● **DIRECTIONS FOR THIS TASK**
The full set of records must be returned exactly, character for character.

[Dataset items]
────────────────────

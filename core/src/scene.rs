//! Scene

use crate::camera::Camera;
use crate::color::*;
use crate::config::RenderConfig;
use crate::geometry::*;
use crate::pbrt::*;
use crate::shading::ShadingModel;
use crate::volume::*;

/// Everything a ray integrator reads while rendering one frame: the field
/// services, the camera, the configuration and per-frame constants. All of it
/// is immutable for the duration of a render pass.
pub struct Scene<'a> {
    /// The scalar field.
    volume: &'a dyn Volume,

    /// The gradient field.
    gradient_volume: &'a dyn GradientVolume,

    /// The camera.
    camera: &'a dyn Camera,

    /// The render configuration.
    pub config: &'a RenderConfig,

    /// Normal of the slice plane; the negated, normalized camera direction.
    pub plane_normal: Vector3f,

    /// Geometric center of the volume.
    pub volume_center: Point3f,

    /// Bounds of the volume in voxel index space.
    pub bounds: Bounds3f,
}

impl<'a> Scene<'a> {
    /// Create a new `Scene` and derive the per-frame constants.
    ///
    /// * `volume`          - The scalar field.
    /// * `gradient_volume` - The gradient field.
    /// * `camera`          - The camera.
    /// * `config`          - The render configuration.
    pub fn new(
        volume: &'a dyn Volume,
        gradient_volume: &'a dyn GradientVolume,
        camera: &'a dyn Camera,
        config: &'a RenderConfig,
    ) -> Self {
        let dims = volume.dims();
        let volume_center = Point3f::from(Vector3f::from(dims) / 2.0);
        let upper = dims - Vector3::new(1, 1, 1);
        let bounds = Bounds3::new(Point3f::zero(), Point3f::from(Vector3f::from(upper)));

        Self {
            volume,
            gradient_volume,
            camera,
            config,
            plane_normal: -camera.forward().normalize(),
            volume_center,
            bounds,
        }
    }

    /// Returns the interpolated scalar value at a position.
    ///
    /// * `p` - Position in voxel index space.
    #[inline]
    pub fn sample_scalar(&self, p: &Point3f) -> Float {
        self.volume.sample(p)
    }

    /// Returns the interpolated gradient at a position.
    ///
    /// * `p` - Position in voxel index space.
    #[inline]
    pub fn sample_gradient(&self, p: &Point3f) -> GradientVoxel {
        self.gradient_volume.gradient(p)
    }

    /// Returns the maximum scalar value of the volume.
    pub fn volume_max(&self) -> Float {
        self.volume.maximum()
    }

    /// Returns the maximum gradient magnitude of the volume.
    pub fn max_gradient_magnitude(&self) -> Float {
        self.gradient_volume.max_magnitude()
    }

    /// Returns the camera.
    pub fn camera(&self) -> &dyn Camera {
        self.camera
    }

    /// Applies the configured shading model at a position using the camera
    /// as a headlight. Returns the color unchanged if shading is disabled.
    ///
    /// * `color` - Base color.
    /// * `p`     - Sample position.
    pub fn shade(&self, color: &RGBColor, p: &Point3f) -> RGBColor {
        match self.config.shading_model() {
            Some(model) => self.shade_with(model, color, p),
            None => *color,
        }
    }

    /// Applies Phong shading at a position if shading is enabled, ignoring
    /// the tone based shading flag.
    ///
    /// * `color` - Base color.
    /// * `p`     - Sample position.
    pub fn shade_phong(&self, color: &RGBColor, p: &Point3f) -> RGBColor {
        if self.config.volume_shading {
            self.shade_with(ShadingModel::Phong, color, p)
        } else {
            *color
        }
    }

    fn shade_with(&self, model: ShadingModel, color: &RGBColor, p: &Point3f) -> RGBColor {
        let gradient = self.sample_gradient(p);
        let to_eye = self.camera.position() - *p;
        model.shade(color, &gradient, &to_eye, &to_eye)
    }
}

────────────────────

● **OUTPUT OF THE EXERCISE**
filename core/src/scene.rs
//! Scene

use crate::camera::Camera;
use crate::color::*;
use crate::config::RenderConfig;
use crate::geometry::*;
use crate::pbrt::*;
use crate::shading::ShadingModel;
use crate::volume::*;

/// Everything a ray integrator reads while rendering one frame: the field
/// services, the camera, the configuration and per-frame constants. All of it
/// is immutable for the duration of a render pass.
pub struct Scene<'a> {
    /// The scalar field.
    volume: &'a dyn Volume,

    /// The gradient field.
    gradient_volume: &'a dyn GradientVolume,

    /// The camera.
    camera: &'a dyn Camera,

    /// The render configuration.
    pub config: &'a RenderConfig,

    /// Normal of the slice plane; the negated, normalized camera direction.
    pub plane_normal: Vector3f,

    /// Geometric center of the volume.
    pub volume_center: Point3f,

    /// Bounds of the volume in voxel index space.
    pub bounds: Bounds3f,
}

impl<'a> Scene<'a> {
    /// Create a new `Scene` and derive the per-frame constants.
    ///
    /// * `volume`          - The scalar field.
    /// * `gradient_volume` - The gradient field.
    /// * `camera`          - The camera.
    /// * `config`          - The render configuration.
    pub fn new(
        volume: &'a dyn Volume,
        gradient_volume: &'a dyn GradientVolume,
        camera: &'a dyn Camera,
        config: &'a RenderConfig,
    ) -> Self {
        let dims = volume.dims();
        let volume_center = Point3f::from(Vector3f::from(dims) / 2.0);
        let upper = dims - Vector3::new(1, 1, 1);
        let bounds = Bounds3::new(Point3f::zero(), Point3f::from(Vector3f::from(upper)));

        Self {
            volume,
            gradient_volume,
            camera,
            config,
            plane_normal: -camera.forward().normalize(),
            volume_center,
            bounds,
        }
    }

    /// Returns the interpolated scalar value at a position.
    ///
    /// * `p` - Position in voxel index space.
    #[inline]
    pub fn sample_scalar(&self, p: &Point3f) -> Float {
        self.volume.sample(p)
    }

    /// Returns the interpolated gradient at a position.
    ///
    /// * `p` - Position in voxel index space.
    #[inline]
    pub fn sample_gradient(&self, p: &Point3f) -> GradientVoxel {
        self.gradient_volume.gradient(p)
    }

    /// Returns the maximum scalar value of the volume.
    pub fn volume_max(&self) -> Float {
        self.volume.maximum()
    }

    /// Returns the maximum gradient magnitude of the volume.
    pub fn max_gradient_magnitude(&self) -> Float {
        self.gradient_volume.max_magnitude()
    }

    /// Returns the camera.
    pub fn camera(&self) -> &dyn Camera {
        self.camera
    }

    /// Applies the configured shading model at a position using the camera
    /// as a headlight. Returns the color unchanged if shading is disabled.
    ///
    /// * `color` - Base color.
    /// * `p`     - Sample position.
    pub fn shade(&self, color: &RGBColor, p: &Point3f) -> RGBColor {
        match self.config.shading_model() {
            Some(model) => self.shade_with(model, color, p),
            None => *color,
        }
    }

    /// Applies Phong shading at a position if shading is enabled, ignoring
    /// the tone based shading flag.
    ///
    /// * `color` - Base color.
    /// * `p`     - Sample position.
    pub fn shade_phong(&self, color: &RGBColor, p: &Point3f) -> RGBColor {
        if self.config.volume_shading {
            self.shade_with(ShadingModel::Phong, color, p)
        } else {
            *color
        }
    }

    fn shade_with(&self, model: ShadingModel, color: &RGBColor, p: &Point3f) -> RGBColor {
        let gradient = self.sample_gradient(p);
        let to_eye = self.camera.position() - *p;
        model.shade(color, &gradient, &to_eye, &to_eye)
    }
}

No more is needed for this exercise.